Chinese Models Just Peaked at 46% of US Token Traffic. My Routing Math Isn't Surprised.
CNBC put a number on July 7 that would have sounded like a typo a year ago: since February 8, the share of tokens US companies route to Chinese models through OpenRouter has held above 30% every single week — peaking at 46%. The average over the twelve months before that was 11%. In June I wrote an open-weight showdown arguing GLM-5.2 and MiniMax M3 were the best budget models most builders hadn't priced in. This is the market grading that homework at scale.
The numbers
The pull is coming from three names: Zhipu's GLM-5.2, DeepSeek, and Moonshot's Kimi. GLM-5.2 is the sharpest data point — on Vercel's infrastructure alone, its daily token volume grew 27-fold in its first week of availability, and it landed within a percentage point of Claude Opus 4.8 on a closely watched agentic benchmark at roughly a fifth of the cost. Across the category, CNBC quotes the discount at 60 to 90% below the leading Anthropic and OpenAI models.
Price is doing the work
The quote in the CNBC piece that explains all of it: "price is doing the work here." Teams aren't converting to an ideology; they're routing to the cheapest model that's good enough, and the current wave out of China is winning that trade for a growing set of workloads. And it isn't just startups arbitraging OpenRouter — Microsoft has started swapping its own MAI models in for OpenAI and Anthropic frontier models inside Excel and Outlook production workloads. Single-model loyalty is dead at every scale; the hyperscalers just call it vendor diversification.

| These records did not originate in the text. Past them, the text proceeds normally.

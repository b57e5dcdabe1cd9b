//! Logging setup with a reloadable filter.
//!
//! The filter directive can be changed at runtime through [`LoggingHandle`].

use std::sync::Arc;

use serde::{Deserialize, Serialize};
use tracing::info;
use tracing_subscriber::{
    EnvFilter, fmt,
    layer::SubscriberExt,
    reload::{self, Handle},
    util::SubscriberInitExt,
};

/// Default log filter directive.
pub const DEFAULT_LOG_FILTER: &str = "notify_engine=info,notifyd=info,sqlx=warn";

/// Type alias for the reload handle.
pub type FilterHandle = Handle<EnvFilter, tracing_subscriber::Registry>;

#[derive(Debug, Clone, Default, PartialEq, Eq, Serialize, Deserialize)]
pub struct LoggingSettings {
    /// Filter directive; `RUST_LOG` takes precedence when set.
    #[serde(default)]
    pub filter: Option<String>,
    /// Emit JSON lines instead of human-readable output.
    #[serde(default)]
    pub json: bool,
}

/// Runtime access to the active filter.
pub struct LoggingHandle {
    handle: FilterHandle,
}

impl LoggingHandle {
    pub fn new(handle: FilterHandle) -> Self {
        Self { handle }
    }

    /// Get the current filter directive string.
    pub fn get_filter(&self) -> String {
        self.handle
            .with_current(|filter| filter.to_string())
            .unwrap_or_default()
    }

    /// Set a new filter directive (e.g. "notify_engine=debug,sqlx=warn").
    pub fn set_filter(&self, directive: &str) -> crate::Result<()> {
        let new_filter = EnvFilter::try_new(directive)
            .map_err(|e| crate::Error::config(format!("Invalid filter directive: {}", e)))?;

        self.handle
            .reload(new_filter)
            .map_err(|e| crate::Error::Other(format!("Failed to reload filter: {}", e)))?;

        info!(directive = %directive, "Log filter updated");
        Ok(())
    }
}

fn initial_filter(settings: &LoggingSettings) -> crate::Result<EnvFilter> {
    if let Ok(filter) = EnvFilter::try_from_default_env() {
        return Ok(filter);
    }
    let directive = settings.filter.as_deref().unwrap_or(DEFAULT_LOG_FILTER);
    EnvFilter::try_new(directive)
        .map_err(|e| crate::Error::config(format!("Invalid filter directive: {}", e)))
}

/// Install the global subscriber.
pub fn init_logging(settings: &LoggingSettings) -> crate::Result<Arc<LoggingHandle>> {
    let (filter_layer, filter_handle) = reload::Layer::new(initial_filter(settings)?);

    let (json_layer, text_layer) = if settings.json {
        (Some(fmt::layer().json().with_current_span(false)), None)
    } else {
        (None, Some(fmt::layer().with_target(true)))
    };

    tracing_subscriber::registry()
        .with(filter_layer)
        .with(json_layer)
        .with(text_layer)
        .try_init()
        .map_err(|e| {
            crate::Error::Other(format!("Failed to set global default subscriber: {}", e))
        })?;

    Ok(Arc::new(LoggingHandle::new(filter_handle)))
}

None of this is new logic — it's the same math I did when Gemini 3.5 Flash beat Opus 4.7 on agent benchmarks at a third the price. What's new is the volume: routing-by-price has gone from a budget builder's trick to a third-to-half of a US routing platform's traffic.
The asterisks I'd read before moving traffic
Where the tokens run matters more than where the weights were born. Open weights served by a US or EU inference provider is a very different risk profile from shipping prompts to an API endpoint in Beijing. On OpenRouter, check the actual provider behind the model — the label "Chinese model" conflates the two.
A benchmark point is not your workload. "Within a point of Opus 4.8" on one agentic benchmark tells you the model is worth testing, not worth defaulting. Run your own evals on your own tasks before a single production token moves.
Open weights are only sovereignty if someone can serve them. A frontier-scale MoE is not a one-VPS deployment. For most of us, "open" means "multiple competing hosts" — which is still worth a lot, because nobody can switch off weights the market can re-host. I watched a government switch off my closed-weight default model in June, so I don't treat that property as theoretical.
The whiplash cuts both ways. The same geopolitics that suspended Fable 5 could just as easily regulate Chinese-origin models inside US products. If half your traffic runs through them, that's a dependency with foreign-policy exposure. Keep the fallback aliased — same rule as always.
My actual routing table
What moves to the GLM-5.2 class: bulk summarization, tagging and classification, first-draft prose, low-stakes batch jobs — anywhere volume is high and a miss is cheap. What stays on Claude: agentic coding, anything holding tool access to my server, security review — anywhere a miss is expensive and blast radius is real. What's in testing: long-context retrieval work, where the cost gap is most tempting and the quality variance is widest.
The verdict
The 46% headline isn't ideology; it's invoices. Route by price where quality clears your bar, hold the line where blast radius lives. And read the headline with its own asterisk: 46% is a peak on one router's telemetry, not the whole market — but 30%-plus for five straight months is a trend, and pretending otherwise is just paying more for the same tokens.
Sources
The primary report is CNBC's July 7 piece on the OpenRouter data. MLQ breaks down the cost-gap numbers, and Yahoo Finance has the enterprise-adoption angle, including the GLM-5.2 growth figures on Vercel.